南海大冒険譚

先日夜急遽決まった本日午前中の打ち合わせの調整をしていたら、emixに前々から「今度連れてく」と言っておきながらくれ騙し状態になっているランチの店が多数あるのを思い出した。
で、いくつか候補をemixに提案すると、数々の知人から聞かされていて気になっていたという「キッチン南海」をオーダーしてきた。出版系オヤジの腹を十分過ぎるくらいに満たす神田神保町きっての食の総本山だ。名物の黒いカツカレーは日本のカレー史に残る逸品として東京勤めのオヤジ達の羨望の的である。少食のemixの並々ならぬ決心に心打たれた私は、朝食も抜きにして挑むようにアドヴァイスをし、先に打ち合わせに出かけた。
ちなみに私はこの店は初めてな訳ではない。しかし基礎代謝量が1400kcalという私だが皆が驚く程の少食である。昔は完食出来たカレーも四十を迎えた今は自信がない。朝は缶入りのコーンスープを歩きながら摂取するにとどめ、自らのペース配分も怠らない。南海の藻屑となるのだけは避けたい。
打ち合わせを終え神保町でemixと合流、ついにその地に立った。

11時15分開店といえばいくら何でも昼休み前だ。しかし開店前なのにもうオヤジ達がスズナリで列をなしている。まるで東京鼠王国のアトラクション待ちの様な期待感で界隈が満ちている。この中には「今日は東京出張なので何としてもスプラッシュ南海には乗りた〜い!」とワクワクしているオノボリオヤジも含まれているに違いない。事実キャリーバッグを抱えたビジネスマンもいたからだ。
開店と同時に勢い良く、しかし整然と店内に吸い込まれていくオヤジ達。すっかり店の中が満員だというのに、もう後続に待ちのオヤジ達が並んでいる。いつもはこの行列を横目に版元との打ち合わせへ急ぐ私だが今日は虜だ。
やがて店のカウンター席からウェーブの如く注文がとられる。その殆どが「カツカレー大盛り」をオーダーする。カウンターのほぼ最終端に位置するemixと私は怯みかけたが何とか自分の食べられる分量の「カレー」と「クリームコロッケカレー」を注文することに成功。カツカレーは今回は失態を回避するために見送った。

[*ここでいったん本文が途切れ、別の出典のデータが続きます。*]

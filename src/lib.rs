use actix_web::{error as web_error, web, HttpRequest};

pub mod access;
pub mod auth;
pub mod config;
pub mod error;
pub mod graph;
pub mod models;
pub mod notifier;
pub mod realtime;
pub mod response;
pub mod routes;
pub mod validation;

use crate::error::AppError;
use crate::routes::health::health_handlers;
use crate::routes::routes as api;
use crate::validation::FieldError;

fn json_error(err: web_error::JsonPayloadError, _req: &HttpRequest) -> actix_web::Error {
    AppError::validation(
        "Invalid request body",
        vec![FieldError::new("body", err.to_string())],
    )
    .into()
}

fn query_error(err: web_error::QueryPayloadError, _req: &HttpRequest) -> actix_web::Error {
    AppError::validation(
        "Invalid query parameters",
        vec![FieldError::new("query", err.to_string())],
    )
    .into()
}

fn path_error(err: web_error::PathError, _req: &HttpRequest) -> actix_web::Error {
    AppError::validation(
        "Invalid path parameter",
        vec![FieldError::new("path", err.to_string())],
    )
    .into()
}

/// Registers extractor error handlers and every API scope. Shared by the
/// server and the integration tests.
pub fn configure_app(cfg: &mut web::ServiceConfig) {
    cfg.app_data(web::JsonConfig::default().error_handler(json_error))
        .app_data(web::QueryConfig::default().error_handler(query_error))
        .app_data(web::PathConfig::default().error_handler(path_error))
        .configure(api::health_configure)
        .configure(api::auth_configure)
        .configure(api::users_configure)
        .configure(api::projects_configure)
        .configure(api::tasks_configure)
        .configure(api::notifications_configure)
        .configure(api::dashboard_configure)
        .configure(api::realtime_configure)
        .default_service(web::to(health_handlers::route_not_found));
}
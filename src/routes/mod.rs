pub mod auth;
pub mod dashboard;
pub mod health;
pub mod notifications;
pub mod projects;
pub mod routes;
pub mod tasks;
pub mod users;
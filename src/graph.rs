//! Task dependency graph and cycle detection.
//!
//! An edge `task -> depends_on` means `depends_on` must be completed before
//! `task`. Adding `task -> depends_on` creates a cycle exactly when `task` is
//! already reachable from `depends_on`.

use std::collections::{HashMap, HashSet};

#[derive(Debug, Default)]
pub struct DependencyGraph {
    edges: HashMap<i32, Vec<i32>>,
}

impl DependencyGraph {
    pub fn from_edges<I>(edges: I) -> Self
    where
        I: IntoIterator<Item = (i32, i32)>,
    {
        let mut graph = DependencyGraph::default();
        for (task_id, depends_on_id) in edges {
            graph.add_edge(task_id, depends_on_id);
        }
        graph
    }

    pub fn add_edge(&mut self, task_id: i32, depends_on_id: i32) {
        let targets = self.edges.entry(task_id).or_default();
        if !targets.contains(&depends_on_id) {
            targets.push(depends_on_id);
        }
    }

    pub fn has_edge(&self, task_id: i32, depends_on_id: i32) -> bool {
        self.depends_on(task_id).contains(&depends_on_id)
    }

    pub fn depends_on(&self, task_id: i32) -> &[i32] {
        self.edges.get(&task_id).map(Vec::as_slice).unwrap_or(&[])
    }

    /// True if `to` can be reached from `from` by following dependency edges.
    pub fn path_exists(&self, from: i32, to: i32) -> bool {
        let mut visited = HashSet::new();
        self.visit(from, to, &mut visited)
    }

    fn visit(&self, current: i32, target: i32, visited: &mut HashSet<i32>) -> bool {
        if current == target {
            return true;
        }
        if !visited.insert(current) {
            return false;
        }
        self.depends_on(current)
            .iter()
            .any(|&next| self.visit(next, target, visited))
    }

    pub fn would_create_cycle(&self, task_id: i32, depends_on_id: i32) -> bool {
        task_id == depends_on_id || self.path_exists(depends_on_id, task_id)
    }
}

#[cfg(test)]
mod tests {
    use super::*;

    #[test]
    fn direct_back_edge_is_a_cycle() {
        let graph = DependencyGraph::from_edges([(2, 1)]);
        assert!(graph.would_create_cycle(1, 2));
        assert!(!graph.would_create_cycle(3, 2));
    }

    #[test]
    fn transitive_back_edge_is_a_cycle() {
        // 4 -> 3 -> 2 -> 1
        let graph = DependencyGraph::from_edges([(4, 3), (3, 2), (2, 1)]);
        assert!(graph.would_create_cycle(1, 4));
        assert!(!graph.would_create_cycle(4, 1));
    }

    #[test]
    fn diamond_is_not_a_cycle() {
        // 4 depends on 2 and 3, both depend on 1
        let graph = DependencyGraph::from_edges([(4, 2), (4, 3), (2, 1), (3, 1)]);
        assert!(!graph.would_create_cycle(5, 4));
        assert!(!graph.would_create_cycle(4, 1));
        assert!(graph.would_create_cycle(1, 4));
    }

    #[test]
    fn self_dependency_is_a_cycle() {
        assert!(DependencyGraph::default().would_create_cycle(9, 9));
    }

    #[test]
    fn existing_cycle_does_not_loop_forever() {
        let graph = DependencyGraph::from_edges([(1, 2), (2, 3), (3, 1)]);
        assert!(!graph.path_exists(1, 42));
        assert!(graph.path_exists(1, 3));
    }

    #[test]
    fn duplicate_edges_are_collapsed() {
        let graph = DependencyGraph::from_edges([(1, 2), (1, 2)]);
        assert_eq!(graph.depends_on(1), &[2]);
        assert!(graph.has_edge(1, 2));
        assert!(!graph.has_edge(2, 1));
    }
}
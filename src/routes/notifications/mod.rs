pub mod notifications_handlers;
pub mod notifications_models;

この後、調理場と客席のボルテージは一気に上がる。どんどん出来上がるカツカレーが給仕担当のスタッフの手に取られ宙を舞うごとくオヤジたちに届けられると、その大容量のカツカレーをオヤジたちはもの凄い勢いで平らげていく。ガンガン揚がるカツの大音量に申し訳程度に点いているテレビの音はかき消され、狭い店内で犇めきながら汗だくで喰らうオヤジたちの眼は至福の極致に誘われている。食い終わるとサッサとお代を渡し次のオヤジと入れ替わる。冷蔵庫から出される新しい肉からオヤジの入れ替わりまでが一連のオートメーションの如く無駄がない。美味さと忙しさが一体化した夢の様な空間・・・オヤジな趣味が大の苦手な筈のemixが確信を以て完食し、代金を払って次のオヤジに席を譲っていった姿は感動的ですらあった。
やがて私も後を追おう。カツカレーとは別の工程で紡ぎ出されたクリームコロッケを夢中で頬張りながら、ただただ、そう思った。